I am now walking up many mornings into a panic attack. I look down and I can see my heart throbbing in my wrist. I don't have breath. I do not want to be in this war, I do not want to do the things I have to do, I only want to be treated fairly--not even fairly, but just not completely unfairly. I want a chance, I don't want thousands of people standing against me not because I did them wrong, but because of what I can do, what I do do, how unclassifiable I am, what I do that they do not. I want to fail because I'm not good enough, not because I'm the best. I look over this apartment when I awake, I see how I live, the panic attack worsens, all I can do to get back under control is compose. I compose. I compose at a unique level. I compose more. That makes it worse. Creates more enmity, envy.
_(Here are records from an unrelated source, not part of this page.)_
//! The master category list of a mailbox.
//!
//! Outlook keeps the categories a user can assign in a `CategoryList` configuration object in
//! the calendar folder. Its XML payload is a `categories` document that is read and written
//! here with serde:
//!
//! ```xml
//! <categories default="" lastSavedSession="2" lastSavedTime="2024-01-12T08:30:00.000Z"
//!             xmlns="CategoryList.xsd">
//!   <category name="Red category" color="0" keyboardShortcut="0"
//!             guid="{4B5B8A59-9F42-4B5C-9E0E-2B6B1A1C0A3D}"/>
//! </categories>
//! ```

use chrono::{DateTime, FixedOffset};
use serde::{Deserialize, Serialize};
use uuid::Uuid;

use crate::error::{Error, ParseError, Result, ValidateError};
use crate::types::{UserConfiguration, WellKnownFolderName};

const NAMESPACE: &str = "CategoryList.xsd";
const DECLARATION: &str = r#"<?xml version="1.0" encoding="utf-8"?>"#;

fn default_namespace() -> String {
    NAMESPACE.to_owned()
}

/// A category that can be assigned to items.
#[derive(Clone, Debug, PartialEq, Eq, Serialize, Deserialize)]
pub struct Category {
    #[serde(rename = "@name")]
    pub name: String,
    /// Index of the category color, `-1` for none.
    #[serde(rename = "@color", default)]
    pub color: i32,
    #[serde(rename = "@keyboardShortcut", default)]
    pub keyboard_shortcut: i32,
    #[serde(
        rename = "@usageCount",
        default,
        skip_serializing_if = "Option::is_none"
    )]
    pub usage_count: Option<u32>,
    #[serde(
        rename = "@lastTimeUsed",
        default,
        with = "xs_date_time",
        skip_serializing_if = "Option::is_none"
    )]
    pub last_time_used: Option<DateTime<FixedOffset>>,
    #[serde(
        rename = "@lastSessionUsed",
        default,
        skip_serializing_if = "Option::is_none"
    )]
    pub last_session_used: Option<u8>,
    #[serde(
        rename = "@guid",
        default,
        with = "guid",
        skip_serializing_if = "Option::is_none"
    )]
    pub guid: Option<Uuid>,
}

impl Category {
    /// A new category with a fresh id.
    pub fn new(name: impl Into<String>, color: i32) -> Self {
        Category {
            name: name.into(),
            color,
            keyboard_shortcut: 0,
            usage_count: None,
            last_time_used: None,
            last_session_used: None,
            guid: Some(Uuid::new_v4()),
        }
    }
}

/// The `categories` document stored in the `CategoryList` configuration object.
#[derive(Clone, Debug, PartialEq, Eq, Serialize, Deserialize)]
pub struct CategoryList {
    #[serde(rename = "@xmlns", default = "default_namespace")]
    xmlns: String,
    /// The category applied by quick-click. Missing or malformed ids read as `None`.
    #[serde(rename = "@default", default, with = "default_category")]
    pub default_category: Option<Uuid>,
    #[serde(rename = "@lastSavedSession", default)]
    pub last_saved_session: u8,
    #[serde(
        rename = "@lastSavedTime",
        default,
        with = "xs_date_time",
        skip_serializing_if = "Option::is_none"
    )]
    pub last_saved_time: Option<DateTime<FixedOffset>>,
    #[serde(rename = "category", default)]
    pub categories: Vec<Category>,
}

impl Default for CategoryList {
    fn default() -> Self {
        CategoryList {
            xmlns: default_namespace(),
            default_category: None,
            last_saved_session: 0,
            last_saved_time: None,
            categories: Vec::new(),
        }
    }
}

impl CategoryList {
    /// Name of the configuration object the list is stored in.
    pub const CONFIGURATION_NAME: &'static str = "CategoryList";

    /// Folder the configuration object is stored in.
    pub const FOLDER: WellKnownFolderName = WellKnownFolderName::Calendar;

    /// An empty configuration object to bind the list from.
    pub fn user_configuration() -> UserConfiguration {
        UserConfiguration::new(Self::CONFIGURATION_NAME, Self::FOLDER)
    }

    /// Parse a `categories` document. A leading byte order mark is ignored.
    pub fn from_xml(xml: &str) -> Result<Self> {
        let xml = xml.strip_prefix('\u{feff}').unwrap_or(xml);
        Ok(quick_xml::de::from_str(xml)?)
    }

    /// Serialize the list as a `categories` document.
    pub fn to_xml(&self) -> Result<String> {
        let body = quick_xml::se::to_string_with_root("categories", self)
            .map_err(|e| Error::Serialize(e.to_string()))?;
        Ok(format!("{}{}", DECLARATION, body))
    }

    /// Read the list from the XML payload of a bound configuration object.
    pub fn from_user_configuration(configuration: &UserConfiguration) -> Result<Self> {
        let data = configuration
            .xml_data
            .as_deref()
            .ok_or(ValidateError::Empty("xml_data"))?;
        let xml = String::from_utf8(data.to_vec()).map_err(ParseError::from)?;
        Self::from_xml(&xml)
    }

    /// Write the list into the XML payload of `configuration`, ready to be sent back with
    /// `UpdateUserConfiguration`.
    pub fn update(&self, configuration: &mut UserConfiguration) -> Result<()> {
        configuration.xml_data = Some(self.to_xml()?.into_bytes());
        Ok(())
    }
}

mod xs_date_time {
    use chrono::{DateTime, FixedOffset};
    use serde::de::Error as _;
    use serde::{Deserialize, Deserializer, Serializer};

    use crate::dates::{format_xs_date_time, parse_xs_date_time};

    pub fn serialize<S: Serializer>(
        value: &Option<DateTime<FixedOffset>>,
        serializer: S,
    ) -> Result<S::Ok, S::Error> {
        match value {
            Some(value) => serializer.serialize_str(&format_xs_date_time(value)),
            None => serializer.serialize_none(),
        }
    }

    pub fn deserialize<'de, D: Deserializer<'de>>(
        deserializer: D,
    ) -> Result<Option<DateTime<FixedOffset>>, D::Error> {
        let text = String::deserialize(deserializer)?;
        if text.trim().is_empty() {
            return Ok(None);
        }
        parse_xs_date_time(&text)
            .ok()
            .and_then(|value| value.instant())
            .map(Some)
            .ok_or_else(|| D::Error::custom(format!("invalid date-time `{}`", text)))
    }
}

mod guid {
    use serde::de::Error as _;
    use serde::{Deserialize, Deserializer, Serializer};
    use uuid::Uuid;

    pub fn serialize<S: Serializer>(
        value: &Option<Uuid>,
        serializer: S,
    ) -> Result<S::Ok, S::Error> {
        match value {
            Some(value) => serializer.serialize_str(&value.braced().to_string().to_uppercase()),
            None => serializer.serialize_none(),
        }
    }

    pub fn deserialize<'de, D: Deserializer<'de>>(
        deserializer: D,
    ) -> Result<Option<Uuid>, D::Error> {
        let text = String::deserialize(deserializer)?;
        if text.trim().is_empty() {
            return Ok(None);
        }
        Uuid::parse_str(text.trim())
            .map(Some)
            .map_err(|e| D::Error::custom(format!("invalid guid `{}`: {}", text, e)))
    }
}

mod default_category {
    use serde::{Deserialize, Deserializer, Serializer};
    use uuid::Uuid;

    pub fn serialize<S: Serializer>(
        value: &Option<Uuid>,
        serializer: S,
    ) -> Result<S::Ok, S::Error> {
        match value {
            Some(value) => serializer.serialize_str(&value.braced().to_string().to_uppercase()),
            None => serializer.serialize_str(""),
        }
    }

    pub fn deserialize<'de, D: Deserializer<'de>>(
        deserializer: D,
    ) -> Result<Option<Uuid>, D::Error> {
        let text = String::deserialize(deserializer)?;
        Ok(Uuid::parse_str(text.trim()).ok())
    }
}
Last night my late father again came to me in a dream. I had no relationship with my surviving family in it. One of them could do something to me, and threatened me, and I was so broken, even in my dream, that I said, very well, please do, nothing matters at this point, death does not matter, even. And like my dream the other night, my father arrived to pick me up, to take me somewhere, with us in a car for a long time, it was understood. There is something about my dad in these dreams. He has another family. He does not live full-time with us in this dream world, and of course I don't live with these people in real life, have not in a long, long time. For a while I have thought that this version of my father had left us, was with someone else, a woman, which could not be further from how my dad was in real life. Ultimate family man. Even that is not saying enough. So it felt like a betrayal in the dream, that he was going to help, and help me, only to leave again. But last night I realized that that's not what is happening. His family is a family of the dead, and he steals what moments he can to leave them, having no choice but to be with them the rest of the time, and he cannot impart this, for some reason, maybe a rule, I don't know. He tries to help and he leaves. He tells me to keep going, that I can get to where I am trying to go, and I think, are you just my dream? Are you my dad trying to reach me? Do you know something?
And so another week begins in a life where hope never starts, pain never stops, and hell always rolls on. I should ask him how much more I can take of this before I jump in front of a train and join him.